** DATA SHOWN follows **

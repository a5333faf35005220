use crate::alignment::grouping::group_alignment;
use crate::alignment::path::global_alignment_path;
use crate::alignment::similarity::{build_similarity_matrix, Lexicon, SimilarityMatrix};
use crate::alignment::tokenization::tokenize_words;
use crate::config::ScoringConfig;
use crate::pipeline::traits::{AlignmentGrouper, SequenceAligner, SimilarityScorer, Tokenizer};
use crate::types::{AlignmentEdge, AlignmentResult, Language, Token};

pub struct WhitespaceTokenizer;

impl Tokenizer for WhitespaceTokenizer {
    fn tokenize(&self, text: &str, language: Language) -> Vec<Token> {
        tokenize_words(text, language)
    }
}

pub struct DictionaryScorer {
    lexicon: Box<dyn Lexicon>,
    scoring: ScoringConfig,
}

impl DictionaryScorer {
    pub fn new(lexicon: Box<dyn Lexicon>, scoring: ScoringConfig) -> Self {
        Self { lexicon, scoring }
    }
}

impl SimilarityScorer for DictionaryScorer {
    fn score_matrix(&self, source_tokens: &[Token], target_tokens: &[Token]) -> SimilarityMatrix {
        build_similarity_matrix(
            self.lexicon.as_ref(),
            &self.scoring,
            source_tokens,
            target_tokens,
        )
    }
}

pub struct GlobalSequenceAligner {
    pub skip_penalty: f64,
}

impl Default for GlobalSequenceAligner {
    fn default() -> Self {
        Self {
            skip_penalty: ScoringConfig::DEFAULT_SKIP_PENALTY,
        }
    }
}

impl SequenceAligner for GlobalSequenceAligner {
    fn align_path(&self, matrix: &SimilarityMatrix) -> Vec<AlignmentEdge> {
        global_alignment_path(matrix, self.skip_penalty)
    }
}

pub struct DefaultAlignmentGrouper;

impl AlignmentGrouper for DefaultAlignmentGrouper {
    fn group(
        &self,
        edges: &[AlignmentEdge],
        source_tokens: &[Token],
        target_tokens: &[Token],
    ) -> AlignmentResult {
        group_alignment(edges, source_tokens, target_tokens)
    }
}

#[cfg(test)]
mod tests {
    use crate::alignment::similarity::BilingualDictionary;

    use super::*;

    #[test]
    fn whitespace_tokenizer_tokenize() {
        let tokens = WhitespaceTokenizer.tokenize("Halo, dunia", Language::Indonesian);
        let texts: Vec<&str> = tokens.iter().map(|t| t.text.as_str()).collect();
        assert_eq!(texts, ["halo", ",", "dunia"]);
    }

    #[test]
    fn dictionary_scorer_matches_free_function() {
        let scorer = DictionaryScorer::new(
            Box::new(BilingualDictionary::indonesian_english()),
            ScoringConfig::default(),
        );
        let src = tokenize_words("saya makan", Language::Indonesian);
        let tgt = tokenize_words("i eat", Language::English);
        let expected = build_similarity_matrix(
            &BilingualDictionary::indonesian_english(),
            &ScoringConfig::default(),
            &src,
            &tgt,
        );
        assert_eq!(scorer.score_matrix(&src, &tgt), expected);
    }

    #[test]
    fn global_sequence_aligner_align_path() {
        let aligner = GlobalSequenceAligner::default();
        let matrix = SimilarityMatrix::from_fn(2, 2, |i, j| if i == j { 0.9 } else { 0.0 });
        assert_eq!(aligner.align_path(&matrix), global_alignment_path(&matrix, 0.1));
    }

    #[test]
    fn default_grouper_group() {
        let src = tokenize_words("saya", Language::Indonesian);
        let tgt = tokenize_words("i", Language::English);
        let edges = [AlignmentEdge {
            source: 0,
            target: 0,
            confidence: 0.9,
        }];
        let grouped = DefaultAlignmentGrouper.group(&edges, &src, &tgt);
        assert_eq!(grouped, group_alignment(&edges, &src, &tgt));
    }
}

** End of DATA SHOWN **

Line by line, reproduce the data above exactly.

repository a5333faf35005220
use crate::alignment::grouping::group_alignment;
use crate::alignment::path::global_alignment_path;
use crate::alignment::similarity::{build_similarity_matrix, Lexicon, SimilarityMatrix};
use crate::alignment::tokenization::tokenize_words;
use crate::config::ScoringConfig;
use crate::pipeline::traits::{AlignmentGrouper, SequenceAligner, SimilarityScorer, Tokenizer};
use crate::types::{AlignmentEdge, AlignmentResult, Language, Token};

pub struct WhitespaceTokenizer;

impl Tokenizer for WhitespaceTokenizer {
    fn tokenize(&self, text: &str, language: Language) -> Vec<Token> {
        tokenize_words(text, language)
    }
}

pub struct DictionaryScorer {
    lexicon: Box<dyn Lexicon>,
    scoring: ScoringConfig,
}

impl DictionaryScorer {
    pub fn new(lexicon: Box<dyn Lexicon>, scoring: ScoringConfig) -> Self {
        Self { lexicon, scoring }
    }
}

impl SimilarityScorer for DictionaryScorer {
    fn score_matrix(&self, source_tokens: &[Token], target_tokens: &[Token]) -> SimilarityMatrix {
        build_similarity_matrix(
            self.lexicon.as_ref(),
            &self.scoring,
            source_tokens,
            target_tokens,
        )
    }
}

pub struct GlobalSequenceAligner {
    pub skip_penalty: f64,
}

impl Default for GlobalSequenceAligner {
    fn default() -> Self {
        Self {
            skip_penalty: ScoringConfig::DEFAULT_SKIP_PENALTY,
        }
    }
}

impl SequenceAligner for GlobalSequenceAligner {
    fn align_path(&self, matrix: &SimilarityMatrix) -> Vec<AlignmentEdge> {
        global_alignment_path(matrix, self.skip_penalty)
    }
}

pub struct DefaultAlignmentGrouper;

impl AlignmentGrouper for DefaultAlignmentGrouper {
    fn group(
        &self,
        edges: &[AlignmentEdge],
        source_tokens: &[Token],
        target_tokens: &[Token],
    ) -> AlignmentResult {
        group_alignment(edges, source_tokens, target_tokens)
    }
}

#[cfg(test)]
mod tests {
    use crate::alignment::similarity::BilingualDictionary;

    use super::*;

    #[test]
    fn whitespace_tokenizer_tokenize() {
        let tokens = WhitespaceTokenizer.tokenize("Halo, dunia", Language::Indonesian);
        let texts: Vec<&str> = tokens.iter().map(|t| t.text.as_str()).collect();
        assert_eq!(texts, ["halo", ",", "dunia"]);
    }

    #[test]
    fn dictionary_scorer_matches_free_function() {
        let scorer = DictionaryScorer::new(
            Box::new(BilingualDictionary::indonesian_english()),
            ScoringConfig::default(),
        );
        let src = tokenize_words("saya makan", Language::Indonesian);
        let tgt = tokenize_words("i eat", Language::English);
        let expected = build_similarity_matrix(
            &BilingualDictionary::indonesian_english(),
            &ScoringConfig::default(),
            &src,
            &tgt,
        );
        assert_eq!(scorer.score_matrix(&src, &tgt), expected);
    }

    #[test]
    fn global_sequence_aligner_align_path() {
        let aligner = GlobalSequenceAligner::default();
        let matrix = SimilarityMatrix::from_fn(2, 2, |i, j| if i == j { 0.9 } else { 0.0 });
        assert_eq!(aligner.align_path(&matrix), global_alignment_path(&matrix, 0.1));
    }

    #[test]
    fn default_grouper_group() {
        let src = tokenize_words("saya", Language::Indonesian);
        let tgt = tokenize_words("i", Language::English);
        let edges = [AlignmentEdge {
            source: 0,
            target: 0,
            confidence: 0.9,
        }];
        let grouped = DefaultAlignmentGrouper.group(&edges, &src, &tgt);
        assert_eq!(grouped, group_alignment(&edges, &src, &tgt));
    }
}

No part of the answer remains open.